● WHAT NEEDS TO BE DONE: In the entries below, which lines run from the one containing "else if e.is_connect()" to the one containing "i64, artifact_name: &str)"? Copy exactly those lines, ends included, and no others.

● EXERCISE DATA:
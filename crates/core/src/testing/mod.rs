//! Testing utilities and mock implementations.
//!
//! This module provides mock implementations of the collaborator traits
//! (inference service, blob store, image source), allowing the pipeline and
//! the HTTP layer to be tested without network access.
//!
//! # Example
//!
//! ```rust,ignore
//! use relay3d_core::testing::{fixtures, MockBlobStore, MockImageSource, MockInferenceClient};
//!
//! let dir = tempfile::TempDir::new()?;
//! let config = fixtures::test_config(dir.path());
//! let inference = Arc::new(MockInferenceClient::new(dir.path().join("remote")));
//! let store = Arc::new(MockBlobStore::new());
//! let source = Arc::new(MockImageSource::new());
//!
//! let orchestrator = Orchestrator::new(&config, inference.clone(), store.clone(), source);
//! ```

mod mock_blob_store;
mod mock_image_source;
mod mock_inference;

pub use mock_blob_store::{MockBlobStore, RecordedUpload};
pub use mock_image_source::{MockImageSource, RecordedFetch};
pub use mock_inference::{MockInferenceClient, MockOutput, RecordedCall};

/// Test fixtures and helper functions.
pub mod fixtures {
    use std::path::Path;

    use crate::config::{
        Config, DownloadConfig, ExtractionConfig, GenerationConfig, InferenceConfig,
        LocalStorageConfig, PipelineConfig, RetryConfig, ServerConfig, StorageConfig,
    };

    /// A config rooted in `dir`: no session settle delay, fast retries,
    /// mesh extraction awaited inline.
    pub fn test_config(dir: &Path) -> Config {
        let mut inference = InferenceConfig::new("http://127.0.0.1:7860");
        inference.download_dir = dir.join("gradio");
        inference.session_settle_ms = 0;

        Config {
            inference,
            server: ServerConfig::default(),
            download: DownloadConfig {
                timeout_secs: 5,
                scratch_dir: dir.join("scratch"),
            },
            storage: StorageConfig {
                local: LocalStorageConfig {
                    root: dir.join("blobs"),
                    public_base_url: "http://localhost:8080/blobs".to_string(),
                },
                ..Default::default()
            },
            pipeline: PipelineConfig {
                detach_mesh_extraction: false,
            },
            generation: GenerationConfig::default(),
            extraction: ExtractionConfig::default(),
            retry: RetryConfig {
                max_attempts: 3,
                initial_delay_ms: 1,
                backoff_multiplier: 1.0,
            },
        }
    }

    /// A request body as a client would send it.
    pub fn request_body(image_url: &str, user_id: Option<&str>) -> String {
        match user_id {
            Some(user_id) => serde_json::json!({ "image_url": image_url, "userId": user_id }),
            None => serde_json::json!({ "image_url": image_url }),
        }
        .to_string()
    }
}
//! Blob storage for pipeline artifacts.
//!
//! Backends upload a local file under a destination key and hand back a
//! publicly readable URL.
//!
//! # Key format
//!
//! Artifacts live under `processed/{user_id}/{timestamp}/{artifact_name}`;
//! see [`artifact_key`].

mod gcs;
mod local;

pub use gcs::GcsBlobStore;
pub use local::LocalBlobStore;

use async_trait::async_trait;
use std::path::{Path, PathBuf};
use std::sync::Arc;
use thiserror::Error;

use crate::config::{StorageBackend, StorageConfig};

/// Storage operation errors
#[derive(Debug, Error)]
pub enum StorageError {
    /// Local artifact to upload does not exist.
    #[error("Artifact not found: {path}")]
    SourceMissing { path: PathBuf },

    /// Destination key is malformed or escapes the storage root.
    #[error("Invalid storage key: {0}")]
    InvalidKey(String),

    /// The backend rejected the upload.
    #[error("Upload failed with HTTP {status}: {message}")]
    UploadFailed { status: u16, message: String },

    /// No usable credentials.
    #[error("Storage authentication failed: {0}")]
    AuthFailed(String),

    #[error("Storage request timed out")]
    Timeout,

    #[error("Connection failed: {0}")]
    ConnectionFailed(String),

    #[error("Storage request failed: {0}")]
    RequestFailed(String),

    #[error("Configuration error: {0}")]
    ConfigError(String),

    #[error("I/O error: {0}")]
    Io(#[from] std::io::Error),
}

impl StorageError {
    /// Whether this error is retryable.
    pub fn is_retryable(&self) -> bool {
        match self {
            Self::Timeout | Self::ConnectionFailed(_) => true,
            Self::UploadFailed { status, .. } => *status == 429 || *status >= 500,
            _ => false,
        }
    }

    pub(crate) fn from_reqwest(e: reqwest::Error) -> Self {
        if e.is_timeout() {
            Self::Timeout
        } else if e.is_connect() {
            Self::ConnectionFailed(e.to_string())
        } else {
            Self::RequestFailed(e.to_string())
        }
    }
}

/// Blob store abstraction
///
/// All storage backends (GCS, local filesystem) implement this trait so the
/// pipeline never couples to a specific provider.
#[async_trait]
pub trait BlobStore: Send + Sync {
    /// Returns the name of this backend.
    fn name(&self) -> &str;

    /// Uploads the file at `local_path` under `key` and returns its public URL.
    async fn upload(&self, local_path: &Path, key: &str) -> Result<String, StorageError>;

    /// The public URL an object stored under `key` is served from.
    fn public_url(&self, key: &str) -> String;
}

/// Destination key for one artifact of one request.
pub fn artifact_key(user_id: &str, timestamp: i64, artifact_name: &str) -> String {
    format!("processed/{}/{}/{}", user_id, timestamp, artifact_name)
}

/// Content type inferred from the key's extension.
pub fn content_type_for(key: &str) -> &'static str {
    let extension = key
        .rsplit_once('.')
        .map(|(_, ext)| ext.to_ascii_lowercase())
        .unwrap_or_default();

    match extension.as_str() {
        "png" => "image/png",
        "jpg" | "jpeg" => "image/jpeg",
        "webp" => "image/webp",
        "mp4" => "video/mp4",
        "glb" => "model/gltf-binary",
        "gltf" => "model/gltf+json",
        _ => "application/octet-stream",
    }
}

/// Rejects keys that are empty, absolute or contain parent references.
pub(crate) fn validate_key(key: &str) -> Result<(), StorageError> {
    if key.is_empty() || key.starts_with('/') || key.split('/').any(|part| part == "..") {
        return Err(StorageError::InvalidKey(key.to_string()));
    }
    Ok(())
}

/// Build the configured blob store.
pub async fn create_blob_store(config: &StorageConfig) -> Result<Arc<dyn BlobStore>, StorageError> {
    match config.backend {
        StorageBackend::Gcs => {
            let gcs = config.gcs.as_ref().ok_or_else(|| {
                StorageError::ConfigError("GCS backend selected but no [storage.gcs] section".to_string())
            })?;
            Ok(Arc::new(GcsBlobStore::new(gcs.clone())?))
        }
        StorageBackend::Local => Ok(Arc::new(LocalBlobStore::new(config.local.clone()).await?)),
    }
}
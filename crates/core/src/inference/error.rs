//! Error types for the inference module.

use thiserror::Error;

/// Errors that can occur while talking to the hosted inference service.
#[derive(Debug, Error)]
pub enum InferenceError {
    /// The bounded wait for a remote call elapsed.
    #[error("{api} timed out after {timeout_secs} seconds")]
    Timeout { api: String, timeout_secs: u64 },

    /// Could not reach the service.
    #[error("Connection failed: {0}")]
    ConnectionFailed(String),

    /// Transport-level failure other than connect/timeout.
    #[error("Request failed: {0}")]
    RequestFailed(String),

    /// The service answered with a non-success HTTP status.
    #[error("Inference API error (HTTP {status}): {message}")]
    ApiError { status: u16, message: String },

    /// The remote procedure itself reported an error.
    #[error("{api} failed on the remote side: {message}")]
    RemoteError { api: String, message: String },

    /// The event stream closed before a result was delivered.
    #[error("{api} event stream ended without a result")]
    StreamEnded { api: String },

    /// The result did not have the expected shape.
    #[error("Unexpected output from {api}: {detail}")]
    UnexpectedOutput { api: String, detail: String },

    /// Local I/O while staging inputs or saving outputs.
    #[error("I/O error: {0}")]
    Io(#[from] std::io::Error),
}

impl InferenceError {
    /// Creates an unexpected output error.
    pub fn unexpected_output(api: impl Into<String>, detail: impl Into<String>) -> Self {
        Self::UnexpectedOutput {
            api: api.into(),
            detail: detail.into(),
        }
    }

    /// Creates a remote error.
    pub fn remote(api: impl Into<String>, message: impl Into<String>) -> Self {
        Self::RemoteError {
            api: api.into(),
            message: message.into(),
        }
    }

    pub(crate) fn from_reqwest(e: reqwest::Error) -> Self {
        if e.is_connect() {
            Self::ConnectionFailed(e.to_string())
        } else {
            Self::RequestFailed(e.to_string())
        }
    }
}
mod loader;
mod types;
mod validate;

pub use loader::{load_config, load_config_from_str};
pub use types::*;
pub use validate::validate_config;

use thiserror::Error;

#[derive(Debug, Error)]
pub enum ConfigError {
    #[error("Configuration file not found: {0}")]
    FileNotFound(String),

    #[error("Failed to parse configuration: {0}")]
    ParseError(String),

    #[error("Configuration validation failed: {0}")]
    ValidationError(String),
}
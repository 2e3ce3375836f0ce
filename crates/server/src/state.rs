use std::path::Path;

use relay3d_core::config::StorageBackend;
use relay3d_core::{Config, MeshExtraction, MeshOutcome, Orchestrator, SanitizedConfig};
use tokio::sync::Mutex;
use tokio::task::JoinSet;
use tracing::{debug, warn};

use crate::metrics::MESH_TASKS_ACTIVE;

/// Holds one unit of `MESH_TASKS_ACTIVE` until dropped, including when the
/// task panics or is aborted.
struct ActiveMeshTask;

impl ActiveMeshTask {
    fn start() -> Self {
        MESH_TASKS_ACTIVE.inc();
        Self
    }
}

impl Drop for ActiveMeshTask {
    fn drop(&mut self) {
        MESH_TASKS_ACTIVE.dec();
    }
}

/// Shared application state
pub struct AppState {
    config: Config,
    orchestrator: Orchestrator,
    /// Mesh extractions detached from their request.
    mesh_tasks: Mutex<JoinSet<MeshOutcome>>,
}

impl AppState {
    pub fn new(config: Config, orchestrator: Orchestrator) -> Self {
        Self {
            config,
            orchestrator,
            mesh_tasks: Mutex::new(JoinSet::new()),
        }
    }

    pub fn sanitized_config(&self) -> SanitizedConfig {
        SanitizedConfig::from(&self.config)
    }

    pub fn orchestrator(&self) -> &Orchestrator {
        &self.orchestrator
    }

    /// Whether mesh extraction runs after the response is sent.
    pub fn detach_mesh_extraction(&self) -> bool {
        self.config.pipeline.detach_mesh_extraction
    }

    /// Directory to serve under `/blobs` when the local backend is active.
    pub fn local_blob_root(&self) -> Option<&Path> {
        (self.config.storage.backend == StorageBackend::Local)
            .then(|| self.config.storage.local.root.as_path())
    }

    /// Run `continuation` on its own task.
    pub async fn spawn_mesh_extraction(&self, continuation: MeshExtraction) {
        let mut tasks = self.mesh_tasks.lock().await;
        while let Some(finished) = tasks.try_join_next() {
            Self::log_finished(finished);
        }

        let active = ActiveMeshTask::start();
        tasks.spawn(async move {
            let _active = active;
            continuation.run().await
        });
    }

    /// Wait for every detached mesh extraction to finish.
    pub async fn drain_mesh_extractions(&self) {
        let mut tasks = std::mem::take(&mut *self.mesh_tasks.lock().await);
        if !tasks.is_empty() {
            debug!("Waiting for {} mesh extraction(s)", tasks.len());
        }
        while let Some(finished) = tasks.join_next().await {
            Self::log_finished(finished);
        }
    }

    fn log_finished(finished: Result<MeshOutcome, tokio::task::JoinError>) {
        match finished {
            Ok(outcome) => debug!("Mesh extraction finished: {:?}", outcome),
            Err(e) => warn!("Mesh extraction task failed: {}", e),
        }
    }
}
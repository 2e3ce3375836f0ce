use std::net::SocketAddr;
use std::path::PathBuf;
use std::sync::Arc;
use std::time::Duration;

use anyhow::{Context, Result};
use tokio::signal;
use tracing::{error, info, warn};
use tracing_subscriber::{layer::SubscriberExt, util::SubscriberInitExt};

use relay3d_core::{
    create_blob_store, load_config, validate_config, GradioClient, HttpImageSource,
    ImageSource, InferenceClient, Orchestrator,
};
use relay3d_server::api::create_router;
use relay3d_server::state::AppState;

/// How long shutdown waits for detached mesh extractions.
const MESH_DRAIN_TIMEOUT: Duration = Duration::from_secs(660);

#[tokio::main]
async fn main() {
    if let Err(e) = run().await {
        error!("Fatal error: {:#}", e);
        std::process::exit(1);
    }
}

async fn run() -> Result<()> {
    // Initialize logging
    tracing_subscriber::registry()
        .with(
            tracing_subscriber::EnvFilter::try_from_default_env()
                .unwrap_or_else(|_| "info,tower_http=debug".into()),
        )
        .with(tracing_subscriber::fmt::layer())
        .init();

    // Determine config path
    let config_path = std::env::var("RELAY3D_CONFIG")
        .map(PathBuf::from)
        .unwrap_or_else(|_| PathBuf::from("config.toml"));

    // Load configuration
    info!("Loading configuration from {:?}", config_path);
    let config = load_config(&config_path)
        .with_context(|| format!("Failed to load config from {:?}", config_path))?;

    // Validate configuration
    validate_config(&config).context("Configuration validation failed")?;

    info!("Configuration loaded successfully");
    info!("Inference space: {}", config.inference.url);
    info!("Storage backend: {:?}", config.storage.backend);

    // Create inference client
    let inference: Arc<dyn InferenceClient> = Arc::new(
        GradioClient::new(config.inference.clone()).context("Failed to create inference client")?,
    );

    // Create blob store
    let store = create_blob_store(&config.storage)
        .await
        .context("Failed to create blob store")?;
    info!("Using blob store: {}", store.name());

    // Create image source
    let source: Arc<dyn ImageSource> = Arc::new(
        HttpImageSource::new(&config.download).context("Failed to create image source")?,
    );

    let orchestrator = Orchestrator::new(&config, inference, store, source);

    // Create app state
    let state = Arc::new(AppState::new(config.clone(), orchestrator));

    // Create router
    let app = create_router(Arc::clone(&state));

    // Start server
    let addr = SocketAddr::new(config.server.host, config.server.port);
    info!("Starting server on {}", addr);

    let listener = tokio::net::TcpListener::bind(addr)
        .await
        .with_context(|| format!("Failed to bind to {}", addr))?;

    // Run server with graceful shutdown
    axum::serve(listener, app)
        .with_graceful_shutdown(shutdown_signal())
        .await
        .context("Server error")?;

    info!("Server shutting down...");
    if tokio::time::timeout(MESH_DRAIN_TIMEOUT, state.drain_mesh_extractions())
        .await
        .is_err()
    {
        warn!("Gave up waiting for mesh extractions");
    }

    Ok(())
}

/// Wait for shutdown signal (Ctrl+C or SIGTERM)
async fn shutdown_signal() {
    let ctrl_c = async {
        if let Err(e) = signal::ctrl_c().await {
            error!("Failed to install Ctrl+C handler: {}", e);
            std::future::pending::<()>().await;
        }
    };

    #[cfg(unix)]
    let terminate = async {
        match signal::unix::signal(signal::unix::SignalKind::terminate()) {
            Ok(mut sigterm) => {
                sigterm.recv().await;
            }
            Err(e) => {
                error!("Failed to install SIGTERM handler: {}", e);
                std::future::pending::<()>().await;
            }
        }
    };

    #[cfg(not(unix))]
    let terminate = std::future::pending::<()>();

    tokio::select! {
        _ = ctrl_c => {},
        _ = terminate => {},
    }
}
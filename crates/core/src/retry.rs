//! Retry with exponential backoff.
//!
//! Used by the idempotent pipeline stages (source download, blob uploads).
//! Remote inference submissions are never retried.

use std::fmt::Display;
use std::future::Future;
use std::time::Duration;

use tracing::warn;

use crate::config::RetryConfig;

/// Longest sleep between two attempts.
pub const MAX_RETRY_DELAY: Duration = Duration::from_secs(60);

/// Backoff schedule: `initial_delay * multiplier^n` before attempt `n + 2`.
#[derive(Debug, Clone, PartialEq)]
pub struct RetryPolicy {
    pub max_attempts: u32,
    pub initial_delay: Duration,
    pub multiplier: f64,
}

impl Default for RetryPolicy {
    /// Three attempts, sleeping 1s then 2s between them.
    fn default() -> Self {
        Self::from(&RetryConfig::default())
    }
}

impl From<&RetryConfig> for RetryPolicy {
    fn from(config: &RetryConfig) -> Self {
        Self {
            max_attempts: config.max_attempts.max(1),
            initial_delay: Duration::from_millis(config.initial_delay_ms),
            multiplier: config.backoff_multiplier,
        }
    }
}

impl RetryPolicy {
    /// A policy that runs the operation exactly once.
    pub fn no_retry() -> Self {
        Self {
            max_attempts: 1,
            initial_delay: Duration::ZERO,
            multiplier: 1.0,
        }
    }

    /// Delay after the given failed attempt (0-indexed), capped at
    /// [`MAX_RETRY_DELAY`]. A multiplier that is not finite or below 1.0
    /// is treated as 1.0.
    pub fn delay_for(&self, attempt: u32) -> Duration {
        let multiplier = if self.multiplier.is_finite() && self.multiplier >= 1.0 {
            self.multiplier
        } else {
            1.0
        };
        let exponent = i32::try_from(attempt).unwrap_or(i32::MAX);
        let secs = self.initial_delay.as_secs_f64() * multiplier.powi(exponent);
        Duration::try_from_secs_f64(secs)
            .unwrap_or(MAX_RETRY_DELAY)
            .min(MAX_RETRY_DELAY)
    }
}

/// Runs `operation` until it succeeds, the policy is exhausted, or
/// `should_retry` rejects the error. The last error is returned.
pub async fn retry_with_backoff<T, E, F, Fut>(
    policy: &RetryPolicy,
    label: &str,
    should_retry: impl Fn(&E) -> bool,
    mut operation: F,
) -> Result<T, E>
where
    E: Display,
    F: FnMut() -> Fut,
    Fut: Future<Output = Result<T, E>>,
{
    let mut attempt = 0;
    loop {
        match operation().await {
            Ok(value) => return Ok(value),
            Err(e) => {
                if attempt + 1 >= policy.max_attempts || !should_retry(&e) {
                    return Err(e);
                }
                let delay = policy.delay_for(attempt);
                warn!(
                    "{} attempt {} failed: {} (retrying in {:?})",
                    label,
                    attempt + 1,
                    e,
                    delay
                );
                tokio::time::sleep(delay).await;
                attempt += 1;
            }
        }
    }
}
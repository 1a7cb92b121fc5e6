//! Container that paints a soft drop shadow behind its children.

use crate::attributes::{resolve_shadow_config, AttributeSet, Theme};
use crate::config::ShadowConfig;
use crate::error::{AttributeError, RenderError};
use crate::invalidation::{ShadowInvalidation, ShadowState};
use crate::layout::{Constraints, Layout, Length, Overlay, Size};
use crate::renderer::{Background, LayerType, PaintContext, RenderMode, ShadowRenderer};

use super::widget::{Padding, Rect, Widget};

/// A stacking container whose background is a rendered drop shadow.
///
/// Padding equal to the shadow's extent is reserved on every non-trimmed edge,
/// so children never sit on top of the shadow. The background is re-rendered
/// on the first layout, on size changes (unless disabled with
/// [`set_invalidate_shadow_on_size_changed`](Self::set_invalidate_shadow_on_size_changed)),
/// and after [`invalidate_shadow`](Self::invalidate_shadow).
pub struct ShadowLayout {
    renderer: ShadowRenderer,
    padding: Padding,
    layout: Overlay,
    children: Vec<Box<dyn Widget>>,
    width: Option<Length>,
    height: Option<Length>,
    bounds: Rect,

    mode: RenderMode,
    layer_type: LayerType,
    background: Option<Background>,
    invalidation: ShadowInvalidation,
    shadow_generation: u64,
    render_error: Option<RenderError>,
}

impl ShadowLayout {
    pub fn new(config: ShadowConfig) -> Self {
        Self {
            renderer: ShadowRenderer::new(config),
            padding: config.padding(),
            layout: Overlay::new(),
            children: Vec::new(),
            width: None,
            height: None,
            bounds: Rect::new(0.0, 0.0, 0.0, 0.0),
            mode: RenderMode::Interactive,
            layer_type: LayerType::Hardware,
            background: None,
            invalidation: ShadowInvalidation::new(),
            shadow_generation: 0,
            render_error: None,
        }
    }

    /// Build from declared attributes, falling back to the theme defaults.
    pub fn from_attributes(
        attrs: Option<&AttributeSet>,
        theme: &Theme,
    ) -> Result<Self, AttributeError> {
        Ok(Self::new(resolve_shadow_config(attrs, theme)?))
    }

    /// Add a child. Children are stacked inside the padded area.
    pub fn child(mut self, child: impl Widget + 'static) -> Self {
        self.children.push(Box::new(child));
        self
    }

    pub fn width(mut self, width: impl Into<Length>) -> Self {
        self.width = Some(width.into());
        self
    }

    pub fn height(mut self, height: impl Into<Length>) -> Self {
        self.height = Some(height.into());
        self
    }

    /// Render as a design-time preview: a flat fill instead of a shadow.
    pub fn preview(mut self, preview: bool) -> Self {
        self.mode = if preview {
            RenderMode::Preview
        } else {
            RenderMode::Interactive
        };
        self
    }

    /// Whether a size change re-renders the shadow. Enabled by default.
    pub fn set_invalidate_shadow_on_size_changed(&mut self, enabled: bool) {
        self.invalidation.set_on_size_changed(enabled);
    }

    /// Re-render the shadow on the next layout pass, even if the size is
    /// unchanged.
    pub fn invalidate_shadow(&mut self) {
        self.invalidation.request();
    }

    pub fn config(&self) -> &ShadowConfig {
        self.renderer.config()
    }

    pub fn padding(&self) -> Padding {
        self.padding
    }

    pub fn background(&self) -> Option<&Background> {
        self.background.as_ref()
    }

    pub fn layer_type(&self) -> LayerType {
        self.layer_type
    }

    pub fn size(&self) -> Size {
        self.bounds.size()
    }

    pub fn shadow_state(&self) -> ShadowState {
        self.invalidation.state()
    }

    /// Number of times the background has been replaced.
    pub fn shadow_generation(&self) -> u64 {
        self.shadow_generation
    }

    pub fn needs_layout(&self) -> bool {
        self.invalidation.needs_layout()
    }

    /// Returns whether a render was attempted.
    fn on_size_changed(&mut self, size: Size, old: Size) -> bool {
        log::debug!(
            "ShadowLayout size {}x{} -> {}x{}",
            old.width,
            old.height,
            size.width,
            size.height
        );
        if self
            .invalidation
            .should_render_on_size_changed(size, self.background.is_some())
        {
            self.update_background(size);
            return true;
        }
        false
    }

    fn on_layout(&mut self) {
        if self.invalidation.should_render_on_layout() {
            self.update_background(self.bounds.size());
        }
    }

    fn update_background(&mut self, size: Size) {
        let (width, height) = size.to_pixels();
        match self.renderer.render_background(width, height, self.mode) {
            Ok(Some(background)) => {
                if matches!(background, Background::Bitmap(_)) {
                    self.layer_type = LayerType::Software;
                }
                self.background = Some(background);
                self.invalidation.mark_rendered();
                self.shadow_generation += 1;
                self.render_error = None;
            }
            // Non-positive size: keep any pending invalidation for later
            Ok(None) => {}
            Err(e) => {
                log::error!("Shadow render failed at {}x{}: {}", width, height, e);
                self.invalidation.mark_failed();
                self.render_error = Some(e);
            }
        }
    }

    fn place_children(&mut self) {
        let x = self.bounds.x + self.padding.left;
        let y = self.bounds.y + self.padding.top;
        for child in &mut self.children {
            child.set_origin(x, y);
        }
    }
}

● RESPONSE TO THIS EXERCISE:
        } else if e.is_connect() {
            Self::ConnectionFailed(e.to_string())
        } else {
            Self::RequestFailed(e.to_string())
        }
    }
}

/// Blob store abstraction
///
/// All storage backends (GCS, local filesystem) implement this trait so the
/// pipeline never couples to a specific provider.
#[async_trait]
pub trait BlobStore: Send + Sync {
    /// Returns the name of this backend.
    fn name(&self) -> &str;

    /// Uploads the file at `local_path` under `key` and returns its public URL.
    async fn upload(&self, local_path: &Path, key: &str) -> Result<String, StorageError>;

    /// The public URL an object stored under `key` is served from.
    fn public_url(&self, key: &str) -> String;
}

/// Destination key for one artifact of one request.
pub fn artifact_key(user_id: &str, timestamp: i64, artifact_name: &str) -> String {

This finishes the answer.